▶ _WORK TASK_: List all lines of the data containing the word "scheduler".

Content starts

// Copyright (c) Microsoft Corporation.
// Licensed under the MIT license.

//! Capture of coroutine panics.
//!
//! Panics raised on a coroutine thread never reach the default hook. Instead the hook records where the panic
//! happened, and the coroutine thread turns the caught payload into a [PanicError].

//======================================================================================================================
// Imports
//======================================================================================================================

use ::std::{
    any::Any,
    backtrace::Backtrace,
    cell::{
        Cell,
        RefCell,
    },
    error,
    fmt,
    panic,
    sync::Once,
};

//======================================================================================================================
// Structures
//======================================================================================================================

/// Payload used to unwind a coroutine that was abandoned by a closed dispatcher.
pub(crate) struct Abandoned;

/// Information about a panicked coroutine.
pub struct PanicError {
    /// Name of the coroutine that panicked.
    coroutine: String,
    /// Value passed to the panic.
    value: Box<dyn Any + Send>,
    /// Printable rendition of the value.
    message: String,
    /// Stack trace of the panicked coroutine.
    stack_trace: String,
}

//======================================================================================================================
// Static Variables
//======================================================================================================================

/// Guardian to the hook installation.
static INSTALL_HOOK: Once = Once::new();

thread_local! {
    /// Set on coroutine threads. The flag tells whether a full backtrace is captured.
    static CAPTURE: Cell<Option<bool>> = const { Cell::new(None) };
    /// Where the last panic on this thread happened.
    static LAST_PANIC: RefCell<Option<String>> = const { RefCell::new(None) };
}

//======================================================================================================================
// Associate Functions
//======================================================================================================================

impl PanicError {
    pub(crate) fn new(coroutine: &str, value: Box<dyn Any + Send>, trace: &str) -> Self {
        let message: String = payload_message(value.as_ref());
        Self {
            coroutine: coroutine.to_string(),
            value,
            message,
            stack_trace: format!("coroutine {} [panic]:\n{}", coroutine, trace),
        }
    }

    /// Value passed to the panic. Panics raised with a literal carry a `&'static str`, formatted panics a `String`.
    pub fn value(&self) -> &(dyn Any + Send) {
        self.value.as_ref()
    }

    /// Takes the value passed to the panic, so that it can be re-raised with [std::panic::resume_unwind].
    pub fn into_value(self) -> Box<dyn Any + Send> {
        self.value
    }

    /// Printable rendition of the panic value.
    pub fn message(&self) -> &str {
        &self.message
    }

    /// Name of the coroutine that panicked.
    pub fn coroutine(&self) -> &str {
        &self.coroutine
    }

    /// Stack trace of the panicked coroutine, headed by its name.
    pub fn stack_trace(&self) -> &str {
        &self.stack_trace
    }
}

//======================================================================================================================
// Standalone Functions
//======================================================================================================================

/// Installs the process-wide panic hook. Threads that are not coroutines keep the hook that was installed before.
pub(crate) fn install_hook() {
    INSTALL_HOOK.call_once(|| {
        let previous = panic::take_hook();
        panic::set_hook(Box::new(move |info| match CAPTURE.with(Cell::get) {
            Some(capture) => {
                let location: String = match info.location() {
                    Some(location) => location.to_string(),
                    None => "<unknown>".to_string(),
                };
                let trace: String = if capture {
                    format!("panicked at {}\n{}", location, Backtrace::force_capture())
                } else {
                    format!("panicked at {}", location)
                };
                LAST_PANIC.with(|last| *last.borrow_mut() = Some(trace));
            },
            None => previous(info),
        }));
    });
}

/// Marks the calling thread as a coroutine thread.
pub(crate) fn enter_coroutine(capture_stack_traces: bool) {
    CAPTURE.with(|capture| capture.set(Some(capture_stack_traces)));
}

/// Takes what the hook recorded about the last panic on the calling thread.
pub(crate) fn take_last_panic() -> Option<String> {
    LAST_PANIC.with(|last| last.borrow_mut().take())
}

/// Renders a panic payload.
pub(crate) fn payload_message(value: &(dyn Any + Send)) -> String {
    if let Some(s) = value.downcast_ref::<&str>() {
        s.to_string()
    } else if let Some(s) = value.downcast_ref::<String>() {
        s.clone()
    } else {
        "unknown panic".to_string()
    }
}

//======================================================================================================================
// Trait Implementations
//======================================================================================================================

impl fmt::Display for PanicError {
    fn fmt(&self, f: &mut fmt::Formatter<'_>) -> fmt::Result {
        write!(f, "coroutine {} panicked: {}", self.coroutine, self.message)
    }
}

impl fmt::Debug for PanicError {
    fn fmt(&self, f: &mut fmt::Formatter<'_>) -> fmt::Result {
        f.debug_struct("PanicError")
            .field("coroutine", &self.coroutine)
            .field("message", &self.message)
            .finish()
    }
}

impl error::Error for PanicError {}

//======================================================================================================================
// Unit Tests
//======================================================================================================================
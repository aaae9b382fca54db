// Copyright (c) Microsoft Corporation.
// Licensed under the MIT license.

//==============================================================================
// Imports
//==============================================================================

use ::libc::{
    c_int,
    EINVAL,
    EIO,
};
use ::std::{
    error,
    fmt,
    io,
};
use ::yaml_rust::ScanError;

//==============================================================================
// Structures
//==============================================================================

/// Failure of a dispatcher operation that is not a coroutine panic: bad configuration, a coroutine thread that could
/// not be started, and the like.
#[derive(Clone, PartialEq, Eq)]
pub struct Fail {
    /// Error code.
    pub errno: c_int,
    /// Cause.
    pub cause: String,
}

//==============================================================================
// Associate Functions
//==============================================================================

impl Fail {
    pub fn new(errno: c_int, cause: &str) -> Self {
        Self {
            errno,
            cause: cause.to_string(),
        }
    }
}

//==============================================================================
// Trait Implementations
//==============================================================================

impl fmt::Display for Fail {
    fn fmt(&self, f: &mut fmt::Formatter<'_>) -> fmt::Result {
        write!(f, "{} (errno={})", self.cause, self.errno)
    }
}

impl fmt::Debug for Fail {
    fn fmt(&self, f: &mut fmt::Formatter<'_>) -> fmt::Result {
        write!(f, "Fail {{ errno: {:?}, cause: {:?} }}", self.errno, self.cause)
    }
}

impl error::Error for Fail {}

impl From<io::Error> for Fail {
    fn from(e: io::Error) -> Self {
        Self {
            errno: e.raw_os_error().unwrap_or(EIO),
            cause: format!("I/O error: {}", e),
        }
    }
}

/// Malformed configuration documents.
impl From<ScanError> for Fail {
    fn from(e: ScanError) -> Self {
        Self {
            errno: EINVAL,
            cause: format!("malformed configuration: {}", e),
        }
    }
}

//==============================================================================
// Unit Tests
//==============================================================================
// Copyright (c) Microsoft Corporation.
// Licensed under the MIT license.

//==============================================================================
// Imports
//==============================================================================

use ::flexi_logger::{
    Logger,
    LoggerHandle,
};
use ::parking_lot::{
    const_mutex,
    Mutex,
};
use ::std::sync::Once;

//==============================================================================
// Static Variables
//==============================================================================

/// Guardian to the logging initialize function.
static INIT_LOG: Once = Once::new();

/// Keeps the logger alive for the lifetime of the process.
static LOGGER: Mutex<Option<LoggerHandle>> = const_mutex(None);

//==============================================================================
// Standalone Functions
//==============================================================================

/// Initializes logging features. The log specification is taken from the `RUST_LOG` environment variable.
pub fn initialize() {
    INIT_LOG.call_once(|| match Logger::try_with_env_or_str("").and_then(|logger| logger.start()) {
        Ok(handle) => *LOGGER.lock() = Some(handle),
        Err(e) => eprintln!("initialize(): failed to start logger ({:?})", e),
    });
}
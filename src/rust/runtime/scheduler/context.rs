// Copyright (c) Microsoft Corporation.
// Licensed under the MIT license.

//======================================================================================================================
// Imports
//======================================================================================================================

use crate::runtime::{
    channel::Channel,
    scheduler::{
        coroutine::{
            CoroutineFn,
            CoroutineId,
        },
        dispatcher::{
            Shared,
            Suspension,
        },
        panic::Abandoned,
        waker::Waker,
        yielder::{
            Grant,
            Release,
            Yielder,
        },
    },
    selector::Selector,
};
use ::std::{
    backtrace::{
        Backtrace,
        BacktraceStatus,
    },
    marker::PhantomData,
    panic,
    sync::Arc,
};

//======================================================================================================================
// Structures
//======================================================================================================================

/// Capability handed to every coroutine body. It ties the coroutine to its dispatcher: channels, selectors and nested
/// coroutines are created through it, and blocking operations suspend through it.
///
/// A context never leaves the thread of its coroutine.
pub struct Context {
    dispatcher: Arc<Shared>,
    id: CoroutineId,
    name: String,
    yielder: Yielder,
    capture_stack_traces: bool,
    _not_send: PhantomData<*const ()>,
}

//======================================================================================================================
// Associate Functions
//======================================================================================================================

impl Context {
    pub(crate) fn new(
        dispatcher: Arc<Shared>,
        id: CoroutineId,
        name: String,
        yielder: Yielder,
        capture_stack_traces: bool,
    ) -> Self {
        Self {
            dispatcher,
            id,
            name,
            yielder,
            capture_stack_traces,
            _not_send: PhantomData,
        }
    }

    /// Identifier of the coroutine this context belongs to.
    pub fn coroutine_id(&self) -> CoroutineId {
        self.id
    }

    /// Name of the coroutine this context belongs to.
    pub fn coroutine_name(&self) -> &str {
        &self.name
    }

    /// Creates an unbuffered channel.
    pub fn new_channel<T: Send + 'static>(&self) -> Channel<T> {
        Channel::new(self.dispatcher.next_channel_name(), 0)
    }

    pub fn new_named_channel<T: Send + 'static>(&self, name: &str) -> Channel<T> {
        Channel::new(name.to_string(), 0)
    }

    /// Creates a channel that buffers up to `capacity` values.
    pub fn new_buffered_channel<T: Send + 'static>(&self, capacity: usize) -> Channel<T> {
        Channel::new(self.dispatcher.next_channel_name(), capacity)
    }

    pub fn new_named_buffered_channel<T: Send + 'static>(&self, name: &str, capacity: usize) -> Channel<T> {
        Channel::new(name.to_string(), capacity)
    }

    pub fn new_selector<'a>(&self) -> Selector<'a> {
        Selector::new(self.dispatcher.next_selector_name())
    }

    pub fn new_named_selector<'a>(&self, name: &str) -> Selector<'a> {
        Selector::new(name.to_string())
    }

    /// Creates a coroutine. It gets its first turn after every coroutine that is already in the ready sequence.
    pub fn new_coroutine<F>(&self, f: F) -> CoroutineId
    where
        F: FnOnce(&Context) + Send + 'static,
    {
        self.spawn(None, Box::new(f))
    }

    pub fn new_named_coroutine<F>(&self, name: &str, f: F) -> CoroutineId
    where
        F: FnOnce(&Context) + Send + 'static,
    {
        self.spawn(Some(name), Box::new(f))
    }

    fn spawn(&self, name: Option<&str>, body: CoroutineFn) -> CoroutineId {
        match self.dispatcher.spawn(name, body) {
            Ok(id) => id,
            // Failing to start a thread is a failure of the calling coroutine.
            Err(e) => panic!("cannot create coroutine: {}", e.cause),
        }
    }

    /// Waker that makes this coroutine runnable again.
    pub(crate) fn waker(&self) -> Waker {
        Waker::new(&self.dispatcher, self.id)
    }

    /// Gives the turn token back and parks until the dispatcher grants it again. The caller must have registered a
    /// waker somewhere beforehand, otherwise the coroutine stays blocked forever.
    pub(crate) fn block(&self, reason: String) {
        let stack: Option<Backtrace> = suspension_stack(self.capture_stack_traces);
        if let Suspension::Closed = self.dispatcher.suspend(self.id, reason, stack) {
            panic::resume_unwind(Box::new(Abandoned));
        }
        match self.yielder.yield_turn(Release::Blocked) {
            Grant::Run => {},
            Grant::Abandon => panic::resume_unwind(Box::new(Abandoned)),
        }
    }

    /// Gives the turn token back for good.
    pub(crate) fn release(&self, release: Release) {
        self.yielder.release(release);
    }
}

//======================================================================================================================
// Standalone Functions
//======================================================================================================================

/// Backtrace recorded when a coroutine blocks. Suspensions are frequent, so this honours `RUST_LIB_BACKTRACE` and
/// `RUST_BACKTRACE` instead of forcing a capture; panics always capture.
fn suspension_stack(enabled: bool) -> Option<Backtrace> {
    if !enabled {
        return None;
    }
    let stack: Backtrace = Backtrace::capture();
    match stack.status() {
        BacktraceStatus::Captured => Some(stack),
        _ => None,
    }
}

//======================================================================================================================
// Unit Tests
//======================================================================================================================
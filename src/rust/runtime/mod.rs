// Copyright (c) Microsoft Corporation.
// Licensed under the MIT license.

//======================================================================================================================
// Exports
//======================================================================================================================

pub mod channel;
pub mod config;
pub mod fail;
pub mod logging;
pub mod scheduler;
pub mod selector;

Content ends

▶ _WRITTEN RESPONSE_:
filename src/rust/runtime/scheduler/context.rs
    scheduler::{
pub mod scheduler;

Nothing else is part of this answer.